Hello,
Different academic disciplines will require a range of customised user
interfaces and facilities to be able to use repository services effectively.
The trick is to talk about repository services rather than the marketing
term 'institutional repository'. When we do this we can talk about the
services that an organisation will share and how these services will
communicate. So for example an organisation might aspire to have a single
service for authentication, authorisation, group management etc It might
implement a range of applications (DSpace, ePrints, Fedora) that use these
'coomon' services. Then it might also stipulate that any file store/ content
management system and/ or metadata management system must implement OAI to
allow the sharing of metadata between disciplines (to encourage
interdisiplinary research) and SRW/ SRU/ Z39.50 to allow federated search.
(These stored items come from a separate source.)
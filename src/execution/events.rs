// Execution Events
// Progress reporting for pipeline execution. Events are fire-and-forget so
// the engine never blocks on a slow or absent consumer.

use crate::pipeline::models::Status;

use std::time::Duration;
use tokio::sync::mpsc;

/// Sender for execution progress events
pub type ProgressSender = mpsc::UnboundedSender<ExecutionEvent>;

/// Receiver for execution progress events
pub type ProgressReceiver = mpsc::UnboundedReceiver<ExecutionEvent>;

/// Create a new progress channel
pub fn progress_channel() -> (ProgressSender, ProgressReceiver) {
    mpsc::unbounded_channel()
}

/// Events emitted during pipeline execution
#[derive(Debug, Clone)]
pub enum ExecutionEvent {
    PipelineStarted {
        pipeline_name: String,
        total_stages: usize,
    },

    PipelineCompleted {
        pipeline_name: String,
        status: Status,
        duration: Duration,
    },

    StageStarted {
        stage_name: String,
        total_jobs: usize,
    },

    StageCompleted {
        stage_name: String,
        status: Status,
    },

    /// Stage was skipped because a dependency did not succeed
    StageSkipped { stage_name: String, reason: String },

    JobStarted {
        stage_name: String,
        job_name: String,
        total_commands: usize,
    },

    JobCompleted {
        stage_name: String,
        job_name: String,
        status: Status,
    },

    JobSkipped {
        stage_name: String,
        job_name: String,
        reason: String,
    },

    /// A failed command is being re-executed
    JobRetrying {
        stage_name: String,
        job_name: String,
        command_index: usize,
        retries_left: u32,
    },

    /// Output captured from a command (stdout or stderr)
    CommandOutput {
        stage_name: String,
        job_name: String,
        output: String,
        is_error: bool,
    },
}

impl ExecutionEvent {
    pub fn pipeline_started(name: impl Into<String>, total_stages: usize) -> Self {
        Self::PipelineStarted {
            pipeline_name: name.into(),
            total_stages,
        }
    }

    pub fn pipeline_completed(
        name: impl Into<String>,
        status: Status,
        duration: Duration,
    ) -> Self {
        Self::PipelineCompleted {
            pipeline_name: name.into(),
            status,
            duration,
        }
    }

    pub fn stage_started(name: impl Into<String>, total_jobs: usize) -> Self {
        Self::StageStarted {
            stage_name: name.into(),
            total_jobs,
        }
    }

    pub fn stage_completed(name: impl Into<String>, status: Status) -> Self {
        Self::StageCompleted {
            stage_name: name.into(),
            status,
        }
    }

    pub fn job_completed(
        stage_name: impl Into<String>,
        job_name: impl Into<String>,
        status: Status,
    ) -> Self {
        Self::JobCompleted {
            stage_name: stage_name.into(),
            job_name: job_name.into(),
            status,
        }
    }
}

/// Helper trait for sending events, ignoring errors (fire-and-forget)
pub trait EventSender {
    fn send_event(&self, event: ExecutionEvent);
}

impl EventSender for ProgressSender {
    fn send_event(&self, event: ExecutionEvent) {
        let _ = self.send(event);
    }
}

impl EventSender for Option<ProgressSender> {
    fn send_event(&self, event: ExecutionEvent) {
        if let Some(sender) = self {
            let _ = sender.send(event);
        }
    }
}

#[cfg(test)]
mod tests {
    use super::*;

    #[tokio::test]
    async fn test_progress_channel() {
        let (tx, mut rx) = progress_channel();

        tx.send_event(ExecutionEvent::pipeline_started("test", 2));
        tx.send_event(ExecutionEvent::stage_started("build", 1));

        assert!(matches!(
            rx.recv().await.unwrap(),
            ExecutionEvent::PipelineStarted { .. }
        ));
        assert!(matches!(
            rx.recv().await.unwrap(),
            ExecutionEvent::StageStarted { .. }
        ));
    }

    #[test]
    fn test_optional_sender_does_not_panic() {
        let sender: Option<ProgressSender> = None;
        sender.send_event(ExecutionEvent::stage_completed("build", Status::Success));
    }
}
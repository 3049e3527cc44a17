pub mod pipeline_service;

pub use pipeline_service::{PipelineService, PipelineSummary};
//! SOS alert entity model and DTOs.

use serde::{Deserialize, Serialize};
use sqlx::FromRow;
use veranda_core::types::{DbId, Timestamp};

/// A row from the `sos_alerts` table.
#[derive(Debug, Clone, FromRow, Serialize)]
pub struct SosAlert {
    pub id: DbId,
    pub project_id: DbId,
    pub unit_id: Option<DbId>,
    pub raised_by: DbId,
    pub alert_type: String,
    pub message: Option<String>,
    pub status: String,
    pub acknowledged_by: Option<DbId>,
    pub acknowledged_at: Option<Timestamp>,
    pub resolved_at: Option<Timestamp>,
    pub created_at: Timestamp,
}

/// DTO for raising an alert.
#[derive(Debug, Deserialize)]
pub struct CreateSosAlert {
    pub alert_type: String,
    pub message: Option<String>,
}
Institutional repository is a marketing term that is not useful when we are
drilling down to ask which repository services an organisation needs and
exactly what constitutes these services.
Anyone agree?
Howard Noble
University of Oxford
----- Original Message -----
From: "Bryan Lawrence" <[log in to unmask]>
To: <[log in to unmask]>
Sent: Tuesday, January 17, 2006 9:32 AM
Subject: Re: To do: Re: Repository content (17 Jan)
Hi Folks
> Firstly, the notion that one 'institutional repository' should hold all of
> a university's e-objects is an absurd one, and generally recognized by my
> audiences as soon as I say it.The present state of software does not
> support such a scheme, nor are the characteristics of the objects anywhere
> near uniform. A great deal of time and money is wasted by people who
> haven't yet realized this simple fact. A university needs several
> ‘e-repositories’ or ‘e- libraries’, whatever you call them.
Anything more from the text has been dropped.